• **Dataset entries**:
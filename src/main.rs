// (c) Copyright 2025 Mikołaj Kuranowski
// SPDX-License-Identifier: MIT

use std::error::Error;
use std::path::{Path, PathBuf};
use std::time::Duration;

use clap::{Parser, ValueEnum};
use routewave::astar::{self, Params};
use routewave::graph_file::{self, FileFormat};
use routewave::router::{LeapMode, Options, RouterError};
use routewave::{CancelFlag, Graph, Router};

#[derive(Debug, thiserror::Error)]
#[error("{0}: {1}")]
struct GraphLoadError(PathBuf, #[source] graph_file::Error);

#[derive(Debug, Clone, Copy, PartialEq, Eq, ValueEnum)]
enum Algorithm {
    /// Unidirectional A* over the whole graph
    Astar,

    /// Bidirectional A* over the whole graph
    Bidirectional,

    /// Bidirectional A* over region transitions, with leaps expanded afterwards
    Leaps,

    /// Leaps between regions, bidirectional A* within one region
    Auto,
}

#[derive(Parser)]
struct Cli {
    /// The path to the graph file (plain, gzip or bzip2 compressed)
    graph_file: PathBuf,

    /// Latitude of the start point
    start_lat: f32,

    /// Longitude of the start point
    start_lon: f32,

    /// Latitude of the end point
    end_lat: f32,

    /// Longitude of the end point
    end_lon: f32,

    /// Search algorithm
    #[arg(short, long, value_enum, default_value_t = Algorithm::Auto)]
    algorithm: Algorithm,

    /// Give up the search after this many milliseconds
    #[arg(short, long)]
    timeout_ms: Option<u64>,

    /// Increase logging verbosity (repeatable)
    #[arg(short, long, action = clap::ArgAction::Count)]
    verbose: u8,
}

pub fn main() -> Result<(), Box<dyn Error>> {
    let cli = Cli::parse();

    colog::default_builder()
        .filter_level(match cli.verbose {
            0 => log::LevelFilter::Warn,
            1 => log::LevelFilter::Info,
            2 => log::LevelFilter::Debug,
            _ => log::LevelFilter::Trace,
        })
        .init();

    let g = load_graph(&cli.graph_file)?;
    log::info!("loaded {} nodes from {}", g.len(), cli.graph_file.display());

    let mode = match cli.algorithm {
        Algorithm::Astar | Algorithm::Bidirectional => LeapMode::NoLeaps,
        Algorithm::Leaps => LeapMode::LeapsOnly,
        Algorithm::Auto => LeapMode::Auto,
    };
    let router = Router::new(&g, Options { mode, ..Options::default() });

    let start = router
        .snap(cli.start_lat, cli.start_lon)
        .ok_or("no node corresponding to the given start position")?;
    let end = router
        .snap(cli.end_lat, cli.end_lon)
        .ok_or("no node corresponding to the given end position")?;

    let cancel = CancelFlag::new();
    if let Some(timeout) = cli.timeout_ms {
        // The timer thread is left running; it only raises the flag.
        let _ = cancel.cancel_after(Duration::from_millis(timeout));
    }

    let route = match cli.algorithm {
        Algorithm::Astar => {
            let mut params = Params::new(&g, start.id, end.id, &cancel);
            astar::find_path(&mut params).map_err(RouterError::from)
        }
        _ => router.route_with_progress(start.id, end.id, &cancel, |p| {
            log::trace!("at {} ({:.3} km from {})", p.vertex, p.remaining, p.counterpart)
        }),
    }?;

    log::info!("route of {} nodes, {:.3} km", route.path.len(), route.distance);

    println!("{{");
    println!("  \"type\": \"FeatureCollection\",");
    println!("  \"features\": [");
    println!("    {{");
    println!("      \"type\": \"Feature\",");
    println!("      \"properties\": {{\"distance\": {}}},", route.distance);

    println!("      \"geometry\": {{");
    println!("        \"type\": \"LineString\",");
    println!("        \"coordinates\": [");

    let mut nodes = route
        .path
        .iter()
        .filter_map(|&node_id| g.get_node(node_id))
        .peekable();
    while let Some(node) = nodes.next() {
        let suffix = if nodes.peek().is_some() { "," } else { "" };
        println!("          [{}, {}]{}", node.lon, node.lat, suffix);
    }

    println!("        ]");
    println!("      }}");
    println!("    }}");
    println!("  ]");
    println!("}}");

    Ok(())
}

fn load_graph<P: AsRef<Path>>(path: P) -> Result<Graph, GraphLoadError> {
    let mut g = Graph::default();
    match graph_file::add_from_file(&mut g, FileFormat::Unknown, path.as_ref()) {
        Ok(()) => Ok(g),
        Err(e) => Err(GraphLoadError(PathBuf::from(path.as_ref()), e)),
    }
}
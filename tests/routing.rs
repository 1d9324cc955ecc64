// (c) Copyright 2025 Mikołaj Kuranowski
// SPDX-License-Identifier: MIT

use routewave::astar::{find_path, find_path_bidirectional, AStarError, Params};
use routewave::graph_file::{self, FileFormat};
use routewave::router::{LeapMode, Options, RouterError};
use routewave::{CancelFlag, Deadline, Graph, NeverCancelled, Router};

/// Three regions along a road, west to east, with a bypass in the middle region:
///
/// ```text
///  region 1       region 2          region 3
///  1 -- 2 ====== 3 -- 4 -- 5 ====== 6 -- 7
///                 \       /
///                  8 --- 9
/// ```
///
/// Costs are left for the loader to fill in, except for the bypass.
const NETWORK: &str = "\
node 1 52.000 21.000 1
node 2 52.000 21.010 1
node 3 52.000 21.020 2
node 4 52.000 21.030 2
node 5 52.000 21.040 2
node 6 52.000 21.050 3
node 7 52.000 21.060 3
node 8 51.995 21.025 2
node 9 51.995 21.035 2

# main road, both ways
edge 1 2
edge 2 1
edge 2 3
edge 3 2
edge 3 4
edge 4 3
edge 4 5
edge 5 4
edge 5 6
edge 6 5
edge 6 7
edge 7 6

# bypass, one way
edge 3 8 1.0
edge 8 9 1.0
edge 9 5 1.0
";

fn network() -> Graph {
    let mut g = Graph::new();
    graph_file::add_from_buffer(&mut g, FileFormat::Unknown, NETWORK.as_bytes()).unwrap();
    g
}

#[test]
fn loaded_costs_are_crow_flies() {
    let g = network();
    assert_eq!(g.len(), 9);

    let (a, b) = (g.get_node(1).unwrap(), g.get_node(2).unwrap());
    let cost = g.get_edge(1, 2);
    let crow_flies = routewave::earth_distance(a.lat, a.lon, b.lat, b.lon);
    assert!((cost - crow_flies).abs() < 1e-3, "{} vs {}", cost, crow_flies);
    assert_eq!(g.get_edge(8, 9), 1.0);
}

#[test]
fn all_algorithms_agree() {
    let g = network();

    let uni = find_path(&mut Params::new(&g, 1, 7, &NeverCancelled)).unwrap();
    let bidi = find_path_bidirectional(&mut Params::new(&g, 1, 7, &NeverCancelled)).unwrap();
    assert_eq!(uni.path, vec![1, 2, 3, 4, 5, 6, 7]);
    assert!((uni.distance - bidi.distance).abs() < 1e-6);

    for mode in [LeapMode::NoLeaps, LeapMode::LeapsOnly, LeapMode::Auto] {
        let router = Router::new(&g, Options { mode, ..Options::default() });
        let r = router.route(1, 7, &NeverCancelled).unwrap();
        assert!((r.distance - uni.distance).abs() < 1e-4, "{:?}: {}", mode, r.distance);
        assert_eq!(r.path, uni.path, "{:?}", mode);
    }
}

#[test]
fn one_way_bypass() {
    let g = network();
    let router = Router::new(&g, Options::default());

    // The main road is shorter, so the bypass is only used when the road is gone
    let mut without_road = g.clone();
    without_road.delete_edge(3, 4);
    let router_without_road = Router::new(&without_road, Options::default());

    let r = router.route(2, 6, &NeverCancelled).unwrap();
    assert_eq!(r.path, vec![2, 3, 4, 5, 6]);

    let r = router_without_road.route(2, 6, &NeverCancelled).unwrap();
    assert_eq!(r.path, vec![2, 3, 8, 9, 5, 6]);

    // And never backwards
    let r = router_without_road.route(6, 2, &NeverCancelled).unwrap();
    assert_eq!(r.path, vec![6, 5, 4, 3, 2]);
}

#[test]
fn snapping() {
    let g = network();
    let router = Router::new(&g, Options::default());
    assert_eq!(router.snap(51.994, 21.036).map(|n| n.id), Some(9));
    assert_eq!(router.snap(52.001, 21.001).map(|n| n.id), Some(1));
}

#[test]
fn adjusting_after_a_deviation() {
    let g = network();
    let router = Router::new(&g, Options::default());
    let prev = router.route(1, 7, &NeverCancelled).unwrap();

    // Took the bypass by mistake
    let adjusted = router.adjust_route(8, &prev.path, &NeverCancelled).unwrap();
    assert_eq!(adjusted.path, vec![8, 9, 5, 6, 7]);

    let expected = 2.0 + (g.get_edge(5, 6) + g.get_edge(6, 7)) as f64;
    assert!((adjusted.distance - expected).abs() < 1e-6);

    let rerouted = router.route_or_adjust(8, 7, &prev.path, &NeverCancelled).unwrap();
    assert_eq!(rerouted.path, adjusted.path);
}

#[test]
fn disconnected_finish() {
    let mut g = network();
    g.delete_edge(5, 6);
    g.delete_edge(9, 5);
    g.delete_edge(4, 5);

    for mode in [LeapMode::NoLeaps, LeapMode::LeapsOnly] {
        let router = Router::new(&g, Options { mode, ..Options::default() });
        assert_eq!(
            router.route(1, 7, &NeverCancelled),
            Err(RouterError::Search(AStarError::NoPath)),
            "{:?}",
            mode,
        );
    }
}

#[test]
fn cancellation() {
    let g = network();
    let router = Router::new(&g, Options::default());

    let flag = CancelFlag::new();
    flag.cancel();
    assert_eq!(router.route(1, 7, &flag), Err(RouterError::Search(AStarError::Cancelled)));

    flag.reset();
    assert!(router.route(1, 7, &flag).is_ok());

    let expired = Deadline::after(std::time::Duration::ZERO);
    assert_eq!(router.route(1, 7, &expired), Err(RouterError::Search(AStarError::Cancelled)));
}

• **DIRECTIONS**: Return all lines from the entries that contain the string "PathBuf".

• **EXERCISE SOLUTION**:
use std::path::{Path, PathBuf};
struct GraphLoadError(PathBuf, #[source] graph_file::Error);
    graph_file: PathBuf,
        Err(e) => Err(GraphLoadError(PathBuf::from(path.as_ref()), e)),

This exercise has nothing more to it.